Shenzhen, Radio Bharata Online - Gubernur California, Gavin Newsom, yang sedang berkunjung ke Tiongkok melakukan uji coba mobil listrik produksi Tiongkok pada hari Selasa (24/10) di pusat teknologi Tiongkok selatan, Shenzhen, dan mengatakan bahwa ia terkesan dengan skala dan teknologi sistem kendaraan listrik (Electric Vehicle/EV) di kota tersebut.

Newsom, yang memulai kunjungan selama seminggu di Tiongkok pada hari Senin (23/10), menempatkan fokus khusus pada aksi iklim selama perjalanannya dan telah menaruh minat pada solusi Tiongkok untuk mengatasi perubahan iklim dan transisi menuju pembangunan hijau.

Gubernur singgah di Depo Bus Antuo Hill di Shenzhen pada hari Selasa (24/10) pagi untuk mempelajari lebih lanjut tentang armada bus listrik sepenuhnya di kota tersebut.
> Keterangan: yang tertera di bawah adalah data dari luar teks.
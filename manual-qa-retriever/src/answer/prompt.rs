//! Prompt templates with `{context}` and `{question}` placeholders.

use crate::error::{QaError, Result};
use crate::index::ScoredPassage;

pub const CONTEXT_PLACEHOLDER: &str = "{context}";
pub const QUESTION_PLACEHOLDER: &str = "{question}";

pub const DEFAULT_TEMPLATE: &str = "Use the following pieces of context to answer the question at the end. \
If you don't know the answer, just say that you don't know, don't try to make up an answer.

{context}

Question: {question}
Helpful Answer:";

/// A validated prompt template.
#[derive(Debug, Clone, PartialEq, Eq)]
pub struct PromptTemplate {
    template: String,
}

impl Default for PromptTemplate {
    fn default() -> Self {
        Self {
            template: DEFAULT_TEMPLATE.to_string(),
        }
    }
}

impl PromptTemplate {
    pub fn new<S: Into<String>>(template: S) -> Result<Self> {
        let template = template.into();
        for placeholder in [CONTEXT_PLACEHOLDER, QUESTION_PLACEHOLDER] {
            if !template.contains(placeholder) {
                return Err(QaError::invalid_config(format!(
                    "prompt template must contain {placeholder}"
                )));
            }
        }
        Ok(Self { template })
    }

    pub fn as_str(&self) -> &str {
        &self.template
    }

    /// Fill the template. Passages appear in rank order, separated by blank lines.
    ///
    /// Substitution is a single pass over the template, so placeholder text
    /// inside the question or the passages is left alone.
    pub fn render(&self, question: &str, passages: &[ScoredPassage]) -> String {
        let context = passages
            .iter()
            .map(|hit| hit.passage.text.as_str())
            .collect::<Vec<_>>()
            .join("\n\n");

        let mut rendered = String::with_capacity(self.template.len() + context.len() + question.len());
        let mut rest = self.template.as_str();
        loop {
            let next = [(CONTEXT_PLACEHOLDER, context.as_str()), (QUESTION_PLACEHOLDER, question)]
                .into_iter()
                .filter_map(|(placeholder, value)| {
                    rest.find(placeholder).map(|at| (at, placeholder, value))
                })
                .min_by_key(|(at, _, _)| *at);

            match next {
                Some((at, placeholder, value)) => {
                    rendered.push_str(&rest[..at]);
                    rendered.push_str(value);
                    rest = &rest[at + placeholder.len()..];
                }
                None => {
                    rendered.push_str(rest);
                    break;
                }
            }
        }
        rendered
    }
}
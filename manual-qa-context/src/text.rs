//! This module turns the text extracted from a manual into "passages": ordered,
//! overlapping windows of text that can be embedded and retrieved independently.
//!
//! The module defines two main items:
//! - [`PassageSplitter`]: Holds the chunking parameters and the boundary delimiters
//!   used to choose where a window is cut.
//! - [`Passage`]: A single window of text, with its position in the source blob and
//!   the number of leading characters it shares with the previous passage.
//!
//! # Windowing
//!
//! A window of `chunk_size` characters slides across the text. Consecutive windows
//! share exactly `chunk_overlap` characters. When a window does not reach the end of
//! the text, its cut is moved back to the most significant boundary found in the
//! tail of the window (paragraph, line, sentence, whitespace). If there is no usable
//! boundary the window is cut hard at `chunk_size` characters.
//!
//! Lengths are counted in characters, not bytes, so multi-byte scripts are never
//! split inside a character.
//!
//! # Key Features
//!
//! *   **Exact Reconstruction**: The first passage followed by every later passage
//!     with its overlap removed is the original text, byte for byte.
//! *   **Contiguous Sequences**: Passages are numbered from 0 in document order.
//! *   **Bounded Size**: No passage is longer than `chunk_size` characters.
//!
//! # Usage
//!
//! ```
//! use manual_qa_context::text::{reconstruct, split};
//!
//! let manual = "Check the brake fluid level monthly.\n\nReplace the wiper blades \
//!               when they streak. Keep the tyre pressure at the value on the door pillar.";
//! let passages = split(manual, 60, 10).unwrap();
//!
//! assert!(passages.len() > 1);
//! assert_eq!(passages[0].sequence, 0);
//! assert_eq!(passages[1].overlap_chars, 10);
//! assert_eq!(reconstruct(&passages), manual);
//! ```
use regex::Regex;
use serde::{Deserialize, Serialize};

/// Boundary patterns tried when a window has to be cut, most significant first.
///
/// - `\n[ \t]*\n\s*`: Paragraph breaks, including blank lines containing spaces.
/// - `\n`: Line breaks.
/// - `[.!?]+\s+|[。！？]+\s*`: Sentence ends. Latin full stops need trailing
///   whitespace so decimals like `2.5` are not treated as boundaries.
/// - `\s+`: Any whitespace run.
pub const DEFAULT_BOUNDARY_DELIMITERS: &[&str] = &[
    r"\n[ \t]*\n\s*",           // Paragraphs
    r"\n",                      // Line breaks
    r"[.!?]+\s+|[。！？]+\s*", // Sentences
    r"\s+",                     // Whitespace
];

/// Errors produced when splitting text into passages.
#[derive(Debug, Clone, PartialEq, Eq, thiserror::Error)]
pub enum SplitError {
    /// The overlap must be strictly smaller than the window.
    #[error(
        "Invalid chunking configuration: chunk_overlap ({chunk_overlap}) must be smaller than chunk_size ({chunk_size})"
    )]
    InvalidConfiguration {
        chunk_size: usize,
        chunk_overlap: usize,
    },

    /// A boundary pattern failed to compile.
    #[error("Invalid boundary delimiter {pattern:?}: {message}")]
    InvalidDelimiter { pattern: String, message: String },

    /// There is nothing to split.
    #[error("Cannot split empty text")]
    EmptyText,
}

/// A bounded, retrievable unit of document text.
#[derive(Debug, Clone, PartialEq, Eq, Serialize, Deserialize)]
pub struct Passage {
    /// Position of this passage in the document (0-indexed, contiguous).
    pub sequence: usize,
    /// The text of the passage, including its overlap prefix.
    pub text: String,
    /// Character offset of the first character in the source blob.
    pub start_char: usize,
    /// Character offset one past the last character in the source blob.
    pub end_char: usize,
    /// Number of leading characters shared with the previous passage.
    pub overlap_chars: usize,
}

impl Passage {
    /// Length of the passage in characters.
    pub fn char_len(&self) -> usize {
        self.end_char - self.start_char
    }

    /// The part of the passage that the previous passage does not already contain.
    pub fn fresh_text(&self) -> &str {
        match self.text.char_indices().nth(self.overlap_chars) {
            Some((byte, _)) => &self.text[byte..],
            None => "",
        }
    }
}

/// Splits text into overlapping passages.
///
/// The splitter is validated once on construction and can then be reused for
/// any number of texts.
#[derive(Debug, Clone)]
pub struct PassageSplitter {
    chunk_size: usize,
    chunk_overlap: usize,
    delimiters: Vec<Regex>,
}

impl PassageSplitter {
    /// Creates a splitter that prefers [`DEFAULT_BOUNDARY_DELIMITERS`] when cutting.
    ///
    /// # Errors
    ///
    /// Returns [`SplitError::InvalidConfiguration`] if `chunk_overlap >= chunk_size`.
    pub fn new(chunk_size: usize, chunk_overlap: usize) -> Result<Self, SplitError> {
        Self::with_delimiters(chunk_size, chunk_overlap, DEFAULT_BOUNDARY_DELIMITERS)
    }

    /// Creates a splitter that always cuts exactly at the window edge.
    ///
    /// With a hard-cut splitter the number of passages for a text of `n`
    /// characters is `max(1, ceil((n - overlap) / (chunk_size - overlap)))`.
    pub fn hard_cut(chunk_size: usize, chunk_overlap: usize) -> Result<Self, SplitError> {
        Self::with_delimiters(chunk_size, chunk_overlap, &[])
    }

    /// Creates a splitter with custom boundary patterns, most significant first.
    pub fn with_delimiters(
        chunk_size: usize,
        chunk_overlap: usize,
        delimiter_patterns: &[&str],
    ) -> Result<Self, SplitError> {
        if chunk_overlap >= chunk_size {
            return Err(SplitError::InvalidConfiguration {
                chunk_size,
                chunk_overlap,
            });
        }

        let delimiters = delimiter_patterns
            .iter()
            .map(|&pattern| {
                Regex::new(pattern).map_err(|e| SplitError::InvalidDelimiter {
                    pattern: pattern.to_string(),
                    message: e.to_string(),
                })
            })
            .collect::<Result<Vec<_>, _>>()?;

        Ok(Self {
            chunk_size,
            chunk_overlap,
            delimiters,
        })
    }

    pub fn chunk_size(&self) -> usize {
        self.chunk_size
    }

    pub fn chunk_overlap(&self) -> usize {
        self.chunk_overlap
    }

    /// Splits `text` into passages in document order.
    ///
    /// # Examples
    ///
    /// ```
    /// use manual_qa_context::text::PassageSplitter;
    ///
    /// let splitter = PassageSplitter::hard_cut(4, 1).unwrap();
    /// let passages = splitter.split("abcdefghij").unwrap();
    ///
    /// let texts: Vec<&str> = passages.iter().map(|p| p.text.as_str()).collect();
    /// assert_eq!(texts, vec!["abcd", "defg", "ghij"]);
    /// ```
    pub fn split(&self, text: &str) -> Result<Vec<Passage>, SplitError> {
        if text.is_empty() {
            return Err(SplitError::EmptyText);
        }

        // Byte offset of every character, plus the end of the text.
        let offsets: Vec<usize> = text
            .char_indices()
            .map(|(byte, _)| byte)
            .chain(std::iter::once(text.len()))
            .collect();
        let total_chars = offsets.len() - 1;

        let mut passages: Vec<Passage> = Vec::new();
        let mut start = 0;

        loop {
            let window_end = (start + self.chunk_size).min(total_chars);
            let end = if window_end == total_chars {
                total_chars
            } else {
                self.find_cut(text, &offsets, start, window_end)
            };

            passages.push(Passage {
                sequence: passages.len(),
                text: text[offsets[start]..offsets[end]].to_string(),
                start_char: start,
                end_char: end,
                overlap_chars: if passages.is_empty() {
                    0
                } else {
                    self.chunk_overlap
                },
            });

            if end == total_chars {
                break;
            }
            start = end - self.chunk_overlap;
        }

        Ok(passages)
    }

    // Picks the character offset at which the window [start, window_end) is cut.
    // The cut always leaves more than `chunk_overlap` characters in the passage so
    // the next window starts strictly after this one.
    fn find_cut(&self, text: &str, offsets: &[usize], start: usize, window_end: usize) -> usize {
        let min_end = start + (self.chunk_overlap + 1).max(self.chunk_size / 2);
        if min_end >= window_end {
            return window_end;
        }

        let region_start = offsets[min_end];
        let region = &text[region_start..offsets[window_end]];

        for delimiter in &self.delimiters {
            if let Some(found) = delimiter.find_iter(region).last() {
                let cut_byte = region_start + found.end();
                return offsets.partition_point(|&offset| offset < cut_byte);
            }
        }

        window_end
    }
}

/// Splits `text` into passages of at most `chunk_size` characters sharing
/// `chunk_overlap` characters, preferring natural boundaries.
pub fn split(
    text: &str,
    chunk_size: usize,
    chunk_overlap: usize,
) -> Result<Vec<Passage>, SplitError> {
    PassageSplitter::new(chunk_size, chunk_overlap)?.split(text)
}

/// Rebuilds the original text from passages produced by [`split`].
pub fn reconstruct(passages: &[Passage]) -> String {
    passages.iter().map(Passage::fresh_text).collect()
}
use clap::Parser;
use manual_qa_context::text::{DEFAULT_BOUNDARY_DELIMITERS, PassageSplitter, reconstruct};
use std::fs;
use std::io::{self, Read};
use std::process;

/// A CLI tool to split extracted manual text into JSON passages.
#[derive(Parser, Debug)]
#[command(author, version, about, long_about = None)]
struct Args {
    /// Path to the input text file. If not provided, reads from stdin.
    #[arg(short, long)]
    input: Option<String>,

    /// Maximum length of each passage, in characters.
    #[arg(short = 's', long, default_value_t = 1000)]
    chunk_size: usize,

    /// Characters shared between consecutive passages.
    #[arg(short = 'o', long, default_value_t = 200)]
    chunk_overlap: usize,

    /// Comma-separated list of regex patterns for boundaries.
    /// Defaults to paragraph, line, sentence and whitespace boundaries.
    #[arg(short, long, value_delimiter = ',')]
    delimiters: Option<Vec<String>>,

    /// Cut exactly at the window edge, ignoring boundaries.
    #[arg(long, conflicts_with = "delimiters")]
    hard_cut: bool,

    /// Check that the passages reconstruct the input before printing.
    #[arg(long)]
    verify: bool,
}

fn main() {
    if let Err(e) = run() {
        eprintln!("Error: {e}");
        process::exit(1);
    }
}

fn run() -> Result<(), Box<dyn std::error::Error>> {
    let args = Args::parse();

    let text = if let Some(input_path) = args.input {
        fs::read_to_string(input_path)?
    } else {
        let mut buffer = String::new();
        io::stdin().read_to_string(&mut buffer)?;
        buffer
    };

    let splitter = if args.hard_cut {
        PassageSplitter::hard_cut(args.chunk_size, args.chunk_overlap)?
    } else {
        let patterns_owned: Vec<String> = args.delimiters.unwrap_or_else(|| {
            DEFAULT_BOUNDARY_DELIMITERS
                .iter()
                .map(|&s| s.to_string())
                .collect()
        });
        let patterns: Vec<&str> = patterns_owned.iter().map(|s| s.as_str()).collect();
        PassageSplitter::with_delimiters(args.chunk_size, args.chunk_overlap, &patterns)?
    };

    let passages = splitter.split(&text)?;

    if args.verify && reconstruct(&passages) != text {
        return Err("passages do not reconstruct the input".into());
    }

    println!("{}", serde_json::to_string_pretty(&passages)?);
    Ok(())
}
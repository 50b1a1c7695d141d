use anyhow::Result;
use manual_qa_retriever::Answer;
use manual_qa_retriever::config::QaConfig;
use manual_qa_retriever::pipeline::{self, QaSystem, StatusReport};
use rmcp::handler::server::router::tool::ToolRouter;
use rmcp::handler::server::tool::Parameters;
use rmcp::model::{ServerCapabilities, ServerInfo};
use rmcp::transport::stdio;
use rmcp::{ServerHandler, ServiceExt, schemars, tool, tool_handler, tool_router};
use serde::Deserialize;
use std::fmt::Write;
use std::sync::Arc;
use tracing::{info, warn};

/// Characters of each source passage shown in tool output
const PREVIEW_CHARS: usize = 300;

#[derive(Debug, Deserialize, schemars::JsonSchema)]
pub struct AskRequest {
    #[schemars(description = "Question about the vehicle, in natural language")]
    pub question: String,
    #[schemars(description = "Also list the manual passages the answer is based on")]
    pub include_sources: Option<bool>,
}

/// MCP server answering questions from one prepared vehicle manual index
#[derive(Clone)]
pub struct ManualQaServer {
    config: Arc<QaConfig>,
    system: QaSystem,
    tool_router: ToolRouter<Self>,
}

#[tool_router]
impl ManualQaServer {
    pub fn new(config: QaConfig, system: QaSystem) -> Self {
        Self {
            config: Arc::new(config),
            system,
            tool_router: Self::tool_router(),
        }
    }

    #[tool(
        description = "Answer a question about the vehicle using its owner's manual. Answers say so when the manual does not cover the question."
    )]
    pub async fn ask(
        &self,
        Parameters(request): Parameters<AskRequest>,
    ) -> Result<String, String> {
        info!("Processing ask request: {:?}", request.question);

        match self.system.answer(&request.question).await {
            Ok(answer) => Ok(render_answer(
                &answer,
                request.include_sources.unwrap_or(false),
            )),
            Err(e) => {
                warn!("Question failed: {e}");
                Err(e.to_string())
            }
        }
    }

    #[tool(description = "Show the state of the manual index: size, embedding model, chunking, and whether it matches the document")]
    pub async fn status(&self) -> String {
        let report = pipeline::status(&self.config).await;
        let mut status = format!(
            "Manual QA MCP Server Status\n\
            ===========================\n\
            Server Version: {}\n\
            Serving: {} passages ({}), top_k {}\n\
            Loaded From: {}\n\n",
            env!("CARGO_PKG_VERSION"),
            self.system.answerer().index().len(),
            self.system.origin(),
            self.system.answerer().top_k(),
            self.system.index_location().display(),
        );
        status.push_str(&render_status(&report));
        status
    }

    /// Serve until the client closes the stdio transport.
    pub async fn serve_stdio(self) -> Result<()> {
        let service = self.serve(stdio()).await?;
        let quit_reason = service.waiting().await?;
        info!("MCP server quit: {:?}", quit_reason);
        Ok(())
    }
}

#[tool_handler]
impl ServerHandler for ManualQaServer {
    fn get_info(&self) -> ServerInfo {
        ServerInfo {
            instructions: Some(
                "Answers questions about a vehicle from its owner's manual. Use `ask` for questions and `status` to inspect the index."
                    .into(),
            ),
            capabilities: ServerCapabilities::builder().enable_tools().build(),
            ..Default::default()
        }
    }
}

fn render_answer(answer: &Answer, include_sources: bool) -> String {
    let mut output = answer.text.trim().to_string();
    if !include_sources || answer.sources.is_empty() {
        return output;
    }

    output.push_str("\n\nSources:\n");
    for (rank, hit) in answer.sources.iter().enumerate() {
        let preview: String = hit.passage.text.chars().take(PREVIEW_CHARS).collect();
        let _ = writeln!(
            output,
            "{}. Passage {} (chars {}-{}) - Similarity: {:.3}\n   {}",
            rank + 1,
            hit.passage.sequence,
            hit.passage.start_char,
            hit.passage.end_char,
            hit.score,
            preview.replace('\n', " ")
        );
    }
    output
}

fn render_status(report: &StatusReport) -> String {
    let mut status = String::from(
        "Index\n\
        -----\n",
    );
    let _ = writeln!(status, "Location: {}", report.index_location.display());
    let _ = writeln!(status, "Document: {}", report.document_path.display());

    if let Some(problem) = &report.problem {
        let _ = writeln!(status, "Problem: {problem}");
        return status;
    }

    match &report.summary {
        None => status.push_str("Stored: no\n"),
        Some(summary) => {
            let provenance = &summary.provenance;
            let _ = writeln!(status, "Passages: {}", summary.passage_count);
            let _ = writeln!(status, "Dimension: {} ({})", summary.dimension, summary.metric);
            let _ = writeln!(
                status,
                "Embedder: {}/{}",
                provenance.provider, provenance.model
            );
            let _ = writeln!(
                status,
                "Chunking: size {}, overlap {}",
                provenance.chunk_size, provenance.chunk_overlap
            );
            let _ = writeln!(status, "Created: {}", provenance.created_at.to_rfc3339());
            let freshness = match report.up_to_date {
                Some(true) => "up to date",
                Some(false) => "stale",
                None => "unknown",
            };
            let _ = writeln!(
                status,
                "Freshness: {freshness} (policy: {:?})",
                report.staleness
            );
        }
    }
    status
}

#[cfg(test)]
mod tests {
    use super::*;
    use async_trait::async_trait;
    use half::f16;
    use manual_qa_embed::{EmbedConfig, EmbeddingProvider, EmbeddingResult};
    use manual_qa_retriever::answer::generator::{GenerateError, Generator};
    use manual_qa_retriever::extract::{PageRange, PlainTextExtractor};
    use tempfile::TempDir;
    use tracing_test::traced_test;

    const KEYWORDS: [&str; 3] = ["brake", "oil", "tire"];

    /// One dimension per keyword plus a constant so no vector is zero.
    struct KeywordEmbedder;

    impl KeywordEmbedder {
        fn vector(text: &str) -> Vec<f16> {
            let lower = text.to_lowercase();
            let mut vector: Vec<f32> = KEYWORDS
                .iter()
                .map(|k| lower.matches(k).count() as f32)
                .collect();
            vector.push(0.1);
            vector.into_iter().map(f16::from_f32).collect()
        }
    }

    #[async_trait]
    impl EmbeddingProvider for KeywordEmbedder {
        async fn embed_text(&self, text: &str) -> manual_qa_embed::Result<Vec<f16>> {
            Ok(Self::vector(text))
        }

        async fn embed_texts(&self, texts: &[String]) -> manual_qa_embed::Result<EmbeddingResult> {
            Ok(EmbeddingResult::new(
                texts.iter().map(|t| Self::vector(t)).collect(),
            ))
        }

        fn embedding_dimension(&self) -> usize {
            KEYWORDS.len() + 1
        }

        fn provider_name(&self) -> &str {
            "keywords"
        }

        fn model_name(&self) -> &str {
            "keywords"
        }
    }

    struct EchoGenerator;

    #[async_trait]
    impl Generator for EchoGenerator {
        async fn generate(&self, prompt: &str) -> Result<String, GenerateError> {
            if prompt.contains("DOT 3") {
                Ok("Use DOT 3 brake fluid.".to_string())
            } else {
                Ok("I don't know.".to_string())
            }
        }

        fn model_name(&self) -> &str {
            "echo"
        }
    }

    async fn test_server() -> anyhow::Result<(TempDir, ManualQaServer)> {
        let dir = tempfile::tempdir()?;
        let document_path = dir.path().join("manual.txt");
        let pages = [
            "Brake fluid\nUse only DOT 3 brake fluid.",
            "Engine oil\nUse 0W-20 engine oil.",
            "Tire pressure\nInflate the tires to 230 kPa.",
        ];
        tokio::fs::write(&document_path, pages.join("\u{c}")).await?;

        let config = QaConfig {
            document_path,
            page_range: PageRange::new(0, pages.len()),
            index_location: dir.path().join("manual.index.db"),
            chunk_size: 80,
            chunk_overlap: 10,
            top_k: 3,
            embedding: EmbedConfig::openai("keywords", KEYWORDS.len() + 1),
            ..QaConfig::default()
        };

        let system = QaSystem::initialize(
            &config,
            &PlainTextExtractor,
            Arc::new(KeywordEmbedder),
            Arc::new(EchoGenerator),
            false,
        )
        .await?;
        Ok((dir, ManualQaServer::new(config, system)))
    }

    #[tokio::test]
    async fn test_ask_answers_from_manual() -> anyhow::Result<()> {
        let (_dir, server) = test_server().await?;
        let answer = server
            .ask(Parameters(AskRequest {
                question: "Which brake fluid should I use?".to_string(),
                include_sources: None,
            }))
            .await
            .map_err(anyhow::Error::msg)?;

        assert_eq!(answer, "Use DOT 3 brake fluid.");
        Ok(())
    }

    #[tokio::test]
    async fn test_ask_lists_sources_on_request() -> anyhow::Result<()> {
        let (_dir, server) = test_server().await?;
        let answer = server
            .ask(Parameters(AskRequest {
                question: "Which brake fluid should I use?".to_string(),
                include_sources: Some(true),
            }))
            .await
            .map_err(anyhow::Error::msg)?;

        assert!(answer.contains("Sources:"));
        assert!(answer.contains("1. Passage"));
        assert!(answer.contains("Similarity:"));
        Ok(())
    }

    #[traced_test]
    #[tokio::test]
    async fn test_empty_question_is_a_tool_error() -> anyhow::Result<()> {
        let (_dir, server) = test_server().await?;
        let result = server
            .ask(Parameters(AskRequest {
                question: "   ".to_string(),
                include_sources: None,
            }))
            .await;

        assert!(result.is_err());
        assert!(logs_contain("Question failed"));
        Ok(())
    }

    #[tokio::test]
    async fn test_status_reports_index() -> anyhow::Result<()> {
        let (_dir, server) = test_server().await?;
        let status = server.status().await;

        assert!(status.contains("(built)"));
        assert!(status.contains("Loaded From: "));
        assert!(status.contains("manual.index.db"));
        assert!(status.contains("Embedder: keywords/keywords"));
        assert!(status.contains("Chunking: size 80, overlap 10"));
        assert!(status.contains("Freshness: up to date"));
        Ok(())
    }

    #[tokio::test]
    async fn test_server_info_advertises_tools() -> anyhow::Result<()> {
        let (_dir, server) = test_server().await?;
        let info = server.get_info();
        assert!(info.capabilities.tools.is_some());
        assert!(info.instructions.is_some());
        Ok(())
    }
}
Shenzhen menjadi kota besar pertama di dunia yang beralih ke armada bus dan taksi yang sepenuhnya menggunakan tenaga listrik, dengan sekitar 16.000 bus listrik yang saat ini beroperasi.

Newsom mengatakan bahwa prioritasnya adalah mengetahui lebih banyak tentang persyaratan untuk mendukung sistem seperti itu dan memperkuat kemitraan untuk mewujudkan langkah menuju ramah lingkungan.

"Kami berada di sini karena skala dan cakupannya. Ini bukan hal yang kecil. Kalian (Tiongkok) melakukan hal-hal yang belum pernah dilakukan di tempat lain di dunia. Jadi, kami berada di sini dengan semangat itu, inspirasi itu, dan juga dalam semangat kemitraan. Kami telah bekerja sama selama beberapa dekade," katanya.

Setelah berada di belakang kemudi untuk menguji coba mobil listrik produksi Tiongkok, Gubernur mengatakan bahwa ia terkesan dan percaya bahwa kendaraan ini adalah masa depan.

"Ini adalah pratinjau dari hal-hal yang akan datang, dan ini belum ada di Amerika Serikat. Namun faktanya, begitu banyak teknologi, begitu banyak inspirasi, dan R and D yang kami kembangkan, tetapi sekarang telah ditransfer ke seluruh dunia," kata Newsom.

California secara historis merupakan salah satu penghasil minyak terbesar di Amerika Serikat, namun Gubernurnya bertujuan untuk menghentikan penggunaan bahan bakar fosil untuk mengatasi perubahan iklim.

Di Shenzhen, transisi menuju sistem transportasi umum ramah lingkungan membutuhkan waktu delapan tahun, dan menyediakan fasilitas pengisian daya yang memadai merupakan salah satu hambatan awal terbesar.

"Pada awalnya, kami benar-benar menghadapi tantangan yang sangat besar karena tidak memiliki cukup lahan dan fasilitas pengisian daya bus di Shenzhen. Kami memiliki armada bus yang sangat besar, pada awalnya kami tidak mampu memiliki satu terminal untuk satu bus, jadi kami harus mengembangkan semacam multi-sistem pengisian daya dan teknologi," kata Ethan Ma dari Shenzhen Bus Group.

Perjalanan Newsom dianggap sebagai langkah penting untuk memperkuat kemitraan dan kolaborasi antara Amerika Serikat dan Tiongkok.

Menurut pernyataan dari Gubernur, kunjungannya selama tujuh hari akan mencakup pemberhentian di Hong Kong, Shenzhen, Guangzhou, Beijing dan Shanghai, serta di provinsi Jiangsu.

Tiongkok adalah salah satu mitra dagang terbesar California. Sebagai rumah bagi sekitar 40 juta penduduk, negara bagian ini menarik investasi, turis, dan pelajar Tiongkok terbanyak di antara negara bagian AS lainnya.